[What is being asked]
In the data, find the word "Debug" and copy out every line that has it.

[Extracted records]
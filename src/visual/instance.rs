//! Block instances produced from frames, and their lifetimes.

use crate::core::{IVec3, UVec3};
use crate::frame::GenerationFrame;
use crate::palette::{MeshPaletteEntry, ResolvedPalette, Rgb};

/// How long an instance stays visible
#[derive(Clone, Copy, Debug, PartialEq)]
pub enum Lifetime {
    /// Until the sink clears it
    Persistent,
    /// Seconds
    Timed(f32),
}

impl Lifetime {
    /// Lifetime of a recorded change. Non-positive persistence is permanent.
    pub fn from_persistence(persistence: i32, tick: f32) -> Self {
        if persistence <= 0 {
            Lifetime::Persistent
        } else {
            Lifetime::Timed(persistence as f32 * tick)
        }
    }

    pub fn seconds(&self) -> Option<f32> {
        match self {
            Lifetime::Persistent => None,
            Lifetime::Timed(s) => Some(*s),
        }
    }

    pub fn is_persistent(&self) -> bool {
        matches!(self, Lifetime::Persistent)
    }
}

/// One block placed in the world
#[derive(Clone, Copy, Debug, PartialEq)]
pub struct BlockInstance {
    pub position: IVec3,
    pub mesh: MeshPaletteEntry,
    pub lifetime: Lifetime,
}

/// Instances dispatched together
#[derive(Clone, Debug, Default, PartialEq)]
pub struct VisualBatch {
    /// Owning generation iteration; `None` for replay
    pub iteration: Option<u32>,
    /// Frame index within the iteration or recording
    pub frame: usize,
    pub instances: Vec<BlockInstance>,
}

impl VisualBatch {
    pub fn len(&self) -> usize {
        self.instances.len()
    }

    pub fn is_empty(&self) -> bool {
        self.instances.is_empty()
    }
}

/// World offset of a grid cell. Grid z is world up.
pub fn world_offset(cell: UVec3) -> IVec3 {
    IVec3::new(cell.x as i32, cell.z as i32, cell.y as i32)
}

/// Instances for every visible cell of a full frame.
///
/// 3-D frames skip the empty symbol; flat frames keep it so the floor
/// stays visible.
pub fn frame_instances(
    frame: &GenerationFrame,
    palette: &ResolvedPalette,
    origin: IVec3,
    lifetime: Lifetime,
) -> Vec<BlockInstance> {
    let size = frame.size();
    let skip_empty = !size.is_flat();
    let empty = frame.empty_symbol();
    let mut unknown = 0usize;

    let instances = frame
        .values()
        .iter()
        .enumerate()
        .filter(|(_, symbol)| !(skip_empty && **symbol == empty))
        .map(|(index, &symbol)| {
            let mesh = palette.mesh(symbol).unwrap_or_else(|| {
                unknown += 1;
                MeshPaletteEntry::cube(Rgb::WHITE)
            });
            BlockInstance {
                position: origin + world_offset(size.cell(index)),
                mesh,
                lifetime,
            }
        })
        .collect();

    if unknown > 0 {
        log::warn!("{} cells use symbols missing from the palette", unknown);
    }
    instances
}

#[cfg(test)]
mod tests {
    use super::*;
    use crate::core::GridSize;
    use crate::palette::{resolve, BasePalette, BlockStateCatalog, MappingItem};

    fn palette() -> ResolvedPalette {
        let base = BasePalette::from_json_str(
            r#"[{"symbol": "B", "value": "000000"}, {"symbol": "W", "value": "FFFFFF"}]"#,
        )
        .unwrap();
        let custom = [MappingItem::new('R', Rgb::new(255, 0, 0)).with_block("red_wool")];
        resolve(&base, &custom, &BlockStateCatalog)
    }

    #[test]
    fn test_lifetime_from_persistence() {
        assert_eq!(Lifetime::from_persistence(3, 0.5), Lifetime::Timed(1.5));
        assert!(Lifetime::from_persistence(0, 0.5).is_persistent());
        assert!(Lifetime::from_persistence(-1, 0.5).is_persistent());
        assert_eq!(Lifetime::Timed(2.0).seconds(), Some(2.0));
    }

    #[test]
    fn test_three_d_skips_empty() {
        let frame = GenerationFrame::new("BRBW".chars().collect(), GridSize::new(2, 1, 2), 0, 'B').unwrap();
        let instances = frame_instances(&frame, &palette(), IVec3::new(2, 0, 2), Lifetime::Persistent);

        assert_eq!(instances.len(), 2);
        assert_eq!(instances[0].position, IVec3::new(3, 0, 2));
        assert_eq!(instances[0].mesh.mesh_index, 1);
        assert_eq!(instances[1].position, IVec3::new(3, 1, 2));
        assert!(instances[1].mesh.is_cube());
    }

    #[test]
    fn test_flat_keeps_empty() {
        let frame = GenerationFrame::new("BW".chars().collect(), GridSize::new(2, 1, 1), 0, 'B').unwrap();
        let instances = frame_instances(&frame, &palette(), IVec3::ZERO, Lifetime::Timed(0.1));
        assert_eq!(instances.len(), 2);
        assert_eq!(instances[0].mesh.color, Rgb::BLACK);
        assert_eq!(instances[1].lifetime, Lifetime::Timed(0.1));
    }
}
//! Palette editing session: an authoritative as-loaded palette plus an
//! editable copy used for export overrides.

use std::collections::{HashMap, HashSet};

use crate::core::{Error, Result};
use super::base::BasePalette;
use super::color::Rgb;
use super::mapping::{FullPalette, MappingItem};
use super::resolver::ResolvedPalette;

/// Two independent copies of a model's palette.
///
/// Edits only ever touch the editable copy.
#[derive(Clone, Debug)]
pub struct PaletteSession {
    base_colors: HashMap<char, Rgb>,
    as_loaded: FullPalette,
    editable: FullPalette,
}

impl PaletteSession {
    pub fn new(base: &BasePalette, resolved: &ResolvedPalette) -> Self {
        let as_loaded = resolved.full.clone();
        let editable = as_loaded.clone();
        Self {
            base_colors: base.entries().iter().map(|e| (e.symbol, e.color)).collect(),
            as_loaded,
            editable,
        }
    }

    pub fn as_loaded(&self) -> &FullPalette {
        &self.as_loaded
    }

    pub fn editable(&self) -> &FullPalette {
        &self.editable
    }

    /// Apply an edit to the editable item of `symbol`
    pub fn edit(&mut self, symbol: char, f: impl FnOnce(&mut MappingItem)) -> Result<()> {
        let item = self
            .editable
            .get_mut(symbol)
            .ok_or_else(|| Error::Palette(format!("Unknown symbol {:?}", symbol)))?;
        f(item);
        // The key must stay stable no matter what the closure did
        item.symbol = symbol;
        Ok(())
    }

    pub fn set_color(&mut self, symbol: char, color: Rgb) -> Result<()> {
        self.edit(symbol, |item| item.color = color)
    }

    pub fn set_block(&mut self, symbol: char, block: Option<String>) -> Result<()> {
        self.edit(symbol, |item| item.block = block)
    }

    /// Color a symbol falls back to: the base color, or the as-loaded color
    /// for symbols the base palette does not know.
    pub fn base_color(&self, symbol: char) -> Option<Rgb> {
        self.base_colors
            .get(&symbol)
            .copied()
            .or_else(|| self.as_loaded.get(symbol).map(|item| item.color))
    }

    /// Restore the base color of the editable item. The block reference is kept.
    pub fn revert_to_base(&mut self, symbol: char) -> Result<()> {
        let color = self
            .base_color(symbol)
            .ok_or_else(|| Error::Palette(format!("Unknown symbol {:?}", symbol)))?;
        self.set_color(symbol, color)
    }

    /// Whether the editable item still maps to the as-loaded target
    pub fn is_override_identical(&self, symbol: char) -> bool {
        match (self.as_loaded.get(symbol), self.editable.get(symbol)) {
            (Some(loaded), Some(edited)) => loaded.maps_identical(edited),
            _ => true,
        }
    }

    /// The editable item, only when it differs from the as-loaded one
    pub fn override_for(&self, symbol: char) -> Option<&MappingItem> {
        if self.is_override_identical(symbol) {
            None
        } else {
            self.editable.get(symbol)
        }
    }

    /// Editable items whose symbol is in `symbols`, in palette order
    pub fn partial_for_editing(&self, symbols: &HashSet<char>) -> Vec<&MappingItem> {
        self.editable
            .iter()
            .filter(|item| symbols.contains(&item.symbol))
            .collect()
    }

    /// Whether the editable item carries information beyond the base palette
    pub fn should_be_saved(&self, symbol: char) -> bool {
        match self.editable.get(symbol) {
            Some(item) => item.block_ref().is_some() || Some(item.color) != self.base_colors.get(&symbol).copied(),
            None => false,
        }
    }

    /// Items worth writing back as a model's custom mapping
    pub fn custom_mapping(&self) -> Vec<MappingItem> {
        self.editable
            .iter()
            .filter(|item| self.should_be_saved(item.symbol))
            .cloned()
            .collect()
    }

    /// Independent snapshot of the editable palette
    pub fn export_palette(&self) -> FullPalette {
        self.editable.clone()
    }
}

[Solution for this exercise]
#[derive(Clone, Copy, Debug, PartialEq)]
#[derive(Clone, Copy, Debug, PartialEq)]
#[derive(Clone, Debug, Default, PartialEq)]
#[derive(Clone, Debug)]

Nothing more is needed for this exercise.